For the Cumulus kernel I've put in place a workaround that removes the
reuseport optimization (see below). I probably won't have time to work
on a proper upstream solution.
diff --git a/net/ipv4/inet_hashtables.c b/net/ipv4/inet_hashtables.c
index b9d995b5ce24..1765ac837358 100644
--- a/net/ipv4/inet_hashtables.c
+++ b/net/ipv4/inet_hashtables.c
@@ -253,16 +253,20 @@ static struct sock *inet_lhash2_lookup(struct net *net,
sk_nulls_for_each_rcu(sk, node, &ilb2->nulls_head) {
score = compute_score(sk, net, hnum, daddr, dif, sdif);
if (score > hiscore) {
- result = lookup_reuseport(net, sk, skb, doff,
- saddr, sport, daddr, hnum);
- if (result)
- return result;
-
result = sk;
hiscore = score;
}
}
+ if (result) {
+ struct sock *reuse_sk;
+
+ reuse_sk = lookup_reuseport(net, result, skb, doff,
+ saddr, sport, daddr, hnum);
+ if (reuse_sk)
+ result = reuse_sk;
+ }
+
return result;
}
> > Extra info:
> > 1) fcnal-test.sh results
> >
> > I tried to reproduce the fcnal-test.sh test results quoted above but in
> > my case the test cases already pass at 8d6c414cd2fb^ and 9e9fb7655ed5.

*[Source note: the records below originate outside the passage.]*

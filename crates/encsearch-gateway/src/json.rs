//! JSON response types specific to the HTTP gateway.
//!
//! The search envelope itself ([`encsearch_core::SearchResponse`]) is
//! serialized directly; only gateway-local responses live here.

use serde::Serialize;

use encsearch_core::ThrottleStats;

/// Health check response.
#[derive(Debug, Serialize)]
pub struct HealthResponse {
    /// "healthy" when both stores respond, "degraded" otherwise.
    pub status: String,
    /// Gateway version.
    pub version: String,
    /// Whether the encrypted document store responds.
    pub primary_connected: bool,
    /// Whether the relational store responds.
    pub secondary_connected: bool,
    /// Record count in the document store.
    pub primary_records: u64,
    /// Limiter usage, when throttling is enabled.
    #[serde(skip_serializing_if = "Option::is_none")]
    pub throttle: Option<ThrottleStats>,
    pub timestamp: String,
}
//! Authenticated page requests.
//!
//! Not a browser, just GET requests carrying the session cookie and the
//! header set the portal expects. No retries: a failed page is reported to
//! the caller, which decides whether the session must be renewed.

use reqwest::header::COOKIE;

use crate::config::{BrowserHeaders, PortalConfig};
use crate::types::{ScometError, ScometResult};

/// GET client for the portal pages.
#[derive(Clone)]
pub struct PageFetcher {
    client: reqwest::Client,
    headers: BrowserHeaders,
    cookie_name: String,
}

impl PageFetcher {
    /// Wrap a client (normally the session manager's) for page requests.
    pub fn new(client: reqwest::Client, config: &PortalConfig) -> Self {
        Self {
            client,
            headers: config.headers.clone(),
            cookie_name: config.session_cookie.clone(),
        }
    }

    /// Fetch a page and return its body. Anything but HTTP 200 is an error.
    pub async fn fetch(&self, url: &str, token: &str) -> ScometResult<String> {
        let resp = self.send(url, token).await?;
        let body = resp.text().await?;
        tracing::debug!("Fetched {} ({} bytes)", url, body.len());
        Ok(body)
    }

    /// Check that a page answers HTTP 200 without reading its body.
    pub async fn probe(&self, url: &str, token: &str) -> ScometResult<()> {
        self.send(url, token).await.map(|_| ())
    }

    async fn send(&self, url: &str, token: &str) -> ScometResult<reqwest::Response> {
        let mut request = self
            .client
            .get(url)
            .header(COOKIE, format!("{}={}", self.cookie_name, token));
        for (name, value) in self.headers.pairs() {
            request = request.header(name, value);
        }

        let resp = request.send().await?;
        let status = resp.status().as_u16();
        if status != 200 {
            return Err(ScometError::Fetch {
                status,
                url: url.to_string(),
            });
        }
        Ok(resp)
    }
}
//! Per-field extraction rules for the portal pages.
//!
//! Every rule is a pure function over one page's HTML and is independent of
//! the others: a layout change that breaks one field only empties that
//! field. Failures are logged at `warn` and surface as `None`.
//!
//! The `parse_*` functions take an already parsed [`Html`] and return the
//! reason on failure; the `extract_*` functions take raw text and log it.
//! `scraper` types are `!Send`, so parse only after the last `.await`.

use std::fmt::Debug;

use scraper::{ElementRef, Html, Selector};

use crate::types::{Field, ScometError, ScometResult};

/// Heading of the occupant-count box on the situation page.
pub const OCCUPANTS_MARKER: &str = "Numar curent  persoane";
/// Heading of the outstanding-balance box on the situation page.
pub const SOLD_MARKER: &str = "Sold profilul curent";
/// Heading above the cold-water consumption table.
pub const WATER_HEADING: &str = "Apa rece General";

const TOTAL_LABEL: &str = "Valoare";
const INVOICE_DATE_LABEL: &str = "Data";
const DUE_DATE_LABEL: &str = "Data scadenta";

// ── Page-level extraction ────────────────────────────────────────────────────

/// Values read from the apartment situation page.
#[derive(Debug, Clone, Default, PartialEq)]
pub struct SituationValues {
    pub occupants: Option<u32>,
    pub sold: Option<f64>,
}

/// Values read from the invoices page.
#[derive(Debug, Clone, Default, PartialEq)]
pub struct InvoiceValues {
    pub total: Option<f64>,
    pub invoice_date: Option<String>,
    pub due_date: Option<String>,
}

/// Parse the situation page once and run both of its rules.
pub fn extract_situation(html: &str) -> SituationValues {
    let document = Html::parse_document(html);
    SituationValues {
        occupants: logged(Field::Occupants, parse_occupants(&document)),
        sold: logged(Field::Sold, parse_sold(&document)),
    }
}

/// Parse the invoices page once and run its three rules.
pub fn extract_invoices(html: &str) -> InvoiceValues {
    let document = Html::parse_document(html);
    InvoiceValues {
        total: logged(Field::Total, parse_total(&document)),
        invoice_date: logged(Field::InvoiceDate, parse_invoice_date(&document)),
        due_date: logged(Field::DueDate, parse_due_date(&document)),
    }
}

// ── Single-field extraction ──────────────────────────────────────────────────

pub fn extract_occupants(html: &str) -> Option<u32> {
    logged(Field::Occupants, parse_occupants(&Html::parse_document(html)))
}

> > Moreover I believe those test cases don't have multiple listening
> > sockets. So that just added to my confusion.
>
> The fix was not targeting those 2 failed test cases, the output was only to show the before/after
>
> test results. It is unclear why they failed for me with with the 9e9fb7655ed5 baseline,
Thanks for taking a look, that was also my guess.
prev parent reply other threads:[~2022-06-27 0:05 UTC|newest]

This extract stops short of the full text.